RECORDS FOR THIS TASK Block Start
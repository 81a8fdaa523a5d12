//! Graph Lifter
//!
//! Walks a kernel's op sequence in source order and emits an equivalent
//! guarded dataflow graph: every checked-runtime invocation becomes one
//! node, with two translation rules that carry the real weight.
//!
//! First, inputs are deduplicated — a name used twice resolves to one
//! shared `input` node, so the graph observes each environment read once.
//! Second, every load gets a fresh `guard_ptr` -> `guard_nonnull` prelude
//! in front of it; preludes are never shared between loads, so each
//! invariant is checked exactly where the kernel checks it.
//!
//! Local bindings resolve through a name -> node-id map. A `Copy`
//! installs the source's already-resolved id, so chains of copies
//! collapse transitively to the defining node, and rebinding a name
//! overrides only that name. Operands that never resolve map to id 0,
//! which the evaluator rejects as invalid.

use glift_runtime::graph::{GraphFile, Node, kind};
use glift_runtime::kernel::{Kernel, Op};
use std::collections::HashMap;

/// Accumulates nodes under monotonically assigned ids.
#[derive(Debug, Default)]
pub struct GraphBuilder {
    nodes: Vec<Node>,
    input_nodes: HashMap<String, i64>,
}

impl GraphBuilder {
    pub fn new() -> GraphBuilder {
        GraphBuilder::default()
    }

    /// Assign the next id to `node` and keep it. Ids start at 1.
    pub fn add_node(&mut self, mut node: Node) -> i64 {
        let id = self.nodes.len() as i64 + 1;
        node.id = id;
        self.nodes.push(node);
        id
    }

    /// The shared `input` node for `name`, creating it on first use.
    pub fn get_or_add_input(&mut self, name: &str) -> i64 {
        if let Some(&id) = self.input_nodes.get(name) {
            return id;
        }
        let id = self.add_node(Node {
            kind: kind::INPUT.into(),
            name: Some(name.to_string()),
            ..Node::default()
        });
        self.input_nodes.insert(name.to_string(), id);
        id
    }

    /// Fresh load prelude: `guard_ptr` on the operand, `guard_nonnull`
    /// on the guard. Returns the id the load should consume.
    fn add_guarded_ptr(&mut self, ptr_id: i64) -> i64 {
        let guard_ptr = self.add_node(Node {
            kind: kind::GUARD_PTR.into(),
            x: arg(ptr_id),
            ..Node::default()
        });
        self.add_node(Node {
            kind: kind::GUARD_NONNULL.into(),
            x: arg(guard_ptr),
            ..Node::default()
        })
    }
}

// Operand attributes are written only when they refer to a real node;
// id 0 stays absent and reads back as 0.
fn arg(id: i64) -> Option<i64> {
    if id != 0 { Some(id) } else { None }
}

fn field_attr(field: usize) -> Option<i64> {
    if field != 0 { Some(field as i64) } else { None }
}

/// Lift a kernel into its serialized graph form.
pub fn lift(kernel: &Kernel) -> GraphFile {
    let mut builder = GraphBuilder::new();
    let mut bindings: HashMap<&str, i64> = HashMap::new();
    let mut output = 0;

    let resolve = |bindings: &HashMap<&str, i64>, name: &str| -> i64 {
        bindings.get(name).copied().unwrap_or(0)
    };

    for op in &kernel.ops {
        match *op {
            Op::Input { dst, name } => {
                let id = builder.get_or_add_input(name);
                bindings.insert(dst, id);
            }
            Op::ConstInt { dst, value } => {
                // const_int always carries its value, zero included.
                let id = builder.add_node(Node {
                    kind: kind::CONST_INT.into(),
                    value: Some(value),
                    ..Node::default()
                });
                bindings.insert(dst, id);
            }
            Op::ConstNull { dst } => {
                let id = builder.add_node(Node {
                    kind: kind::CONST_NULL.into(),
                    ..Node::default()
                });
                bindings.insert(dst, id);
            }
            Op::GuardNonNull { dst, src } => {
                // The boolean primitive lifts to is_nonnull; the
                // pointer-valued guard_nonnull kind is reserved for load
                // preludes.
                let x = resolve(&bindings, src);
                let id = builder.add_node(Node {
                    kind: kind::IS_NONNULL.into(),
                    x: arg(x),
                    ..Node::default()
                });
                bindings.insert(dst, id);
            }
            Op::GuardEq { dst, a, b } => {
                let x = resolve(&bindings, a);
                let y = resolve(&bindings, b);
                let id = builder.add_node(Node {
                    kind: kind::GUARD_EQ.into(),
                    x: arg(x),
                    y: arg(y),
                    ..Node::default()
                });
                bindings.insert(dst, id);
            }
            Op::Select { dst, cond, then_v, else_v } => {
                let cond = resolve(&bindings, cond);
                let then_id = resolve(&bindings, then_v);
                let else_id = resolve(&bindings, else_v);
                let id = builder.add_node(Node {
                    kind: kind::SELECT.into(),
                    cond: arg(cond),
                    then_id: arg(then_id),
                    else_id: arg(else_id),
                    ..Node::default()
                });
                bindings.insert(dst, id);
            }
            Op::Add { dst, a, b } => {
                let x = resolve(&bindings, a);
                let y = resolve(&bindings, b);
                let id = builder.add_node(Node {
                    kind: kind::ADD.into(),
                    x: arg(x),
                    y: arg(y),
                    ..Node::default()
                });
                bindings.insert(dst, id);
            }
            Op::LoadPtr { dst, src } => {
                let guarded = builder.add_guarded_ptr(resolve(&bindings, src));
                let id = builder.add_node(Node {
                    kind: kind::LOAD_PTR.into(),
                    x: arg(guarded),
                    ..Node::default()
                });
                bindings.insert(dst, id);
            }
            Op::LoadInt { dst, src } => {
                let guarded = builder.add_guarded_ptr(resolve(&bindings, src));
                let id = builder.add_node(Node {
                    kind: kind::LOAD_INT.into(),
                    x: arg(guarded),
                    ..Node::default()
                });
                bindings.insert(dst, id);
            }
            Op::GetField { dst, src, field } => {
                let guarded = builder.add_guarded_ptr(resolve(&bindings, src));
                let id = builder.add_node(Node {
                    kind: kind::GETFIELD.into(),
                    x: arg(guarded),
                    field: field_attr(field),
                    ..Node::default()
                });
                bindings.insert(dst, id);
            }
            Op::GetFieldInt { dst, src, field } => {
                let guarded = builder.add_guarded_ptr(resolve(&bindings, src));
                let id = builder.add_node(Node {
                    kind: kind::GETFIELD_INT.into(),
                    x: arg(guarded),
                    field: field_attr(field),
                    ..Node::default()
                });
                bindings.insert(dst, id);
            }
            Op::Copy { dst, src } => {
                // Alias: the copy maps to the source's defining node.
                let id = resolve(&bindings, src);
                bindings.insert(dst, id);
            }
            Op::Ret { src } => {
                output = resolve(&bindings, src);
                break;
            }
        }
    }

    let edges = collect_edges(&builder.nodes);
    GraphFile {
        function: kernel.name.to_string(),
        nodes: builder.nodes,
        edges,
        output,
    }
}

// Informational `[from, to]` pairs reconstructed from node attributes,
// in node order.
fn collect_edges(nodes: &[Node]) -> Vec<[i64; 2]> {
    let mut edges = Vec::new();
    for n in nodes {
        match n.kind.as_str() {
            kind::GUARD_PTR | kind::GUARD_NONNULL | kind::IS_NONNULL => {
                edges.push([n.x(), n.id]);
            }
            kind::GUARD_EQ | kind::ADD => {
                edges.push([n.x(), n.id]);
                edges.push([n.y(), n.id]);
            }
            kind::LOAD_PTR | kind::LOAD_INT | kind::GETFIELD | kind::GETFIELD_INT => {
                edges.push([n.x(), n.id]);
            }
            kind::SELECT => {
                edges.push([n.cond(), n.id]);
                edges.push([n.then_id(), n.id]);
                edges.push([n.else_id(), n.id]);
            }
            _ => {}
        }
    }
    edges
}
RECORDS FOR THIS TASK Block End
EXERCISE DETAILS:
Everything from the first line of the records through the line containing "resolves to one" is to be set down exactly, while later lines are left out.

TASK RESULT:
repository 81a8fdaa523a5d12
//! Graph Lifter
//!
//! Walks a kernel's op sequence in source order and emits an equivalent
//! guarded dataflow graph: every checked-runtime invocation becomes one
//! node, with two translation rules that carry the real weight.
//!
//! First, inputs are deduplicated — a name used twice resolves to one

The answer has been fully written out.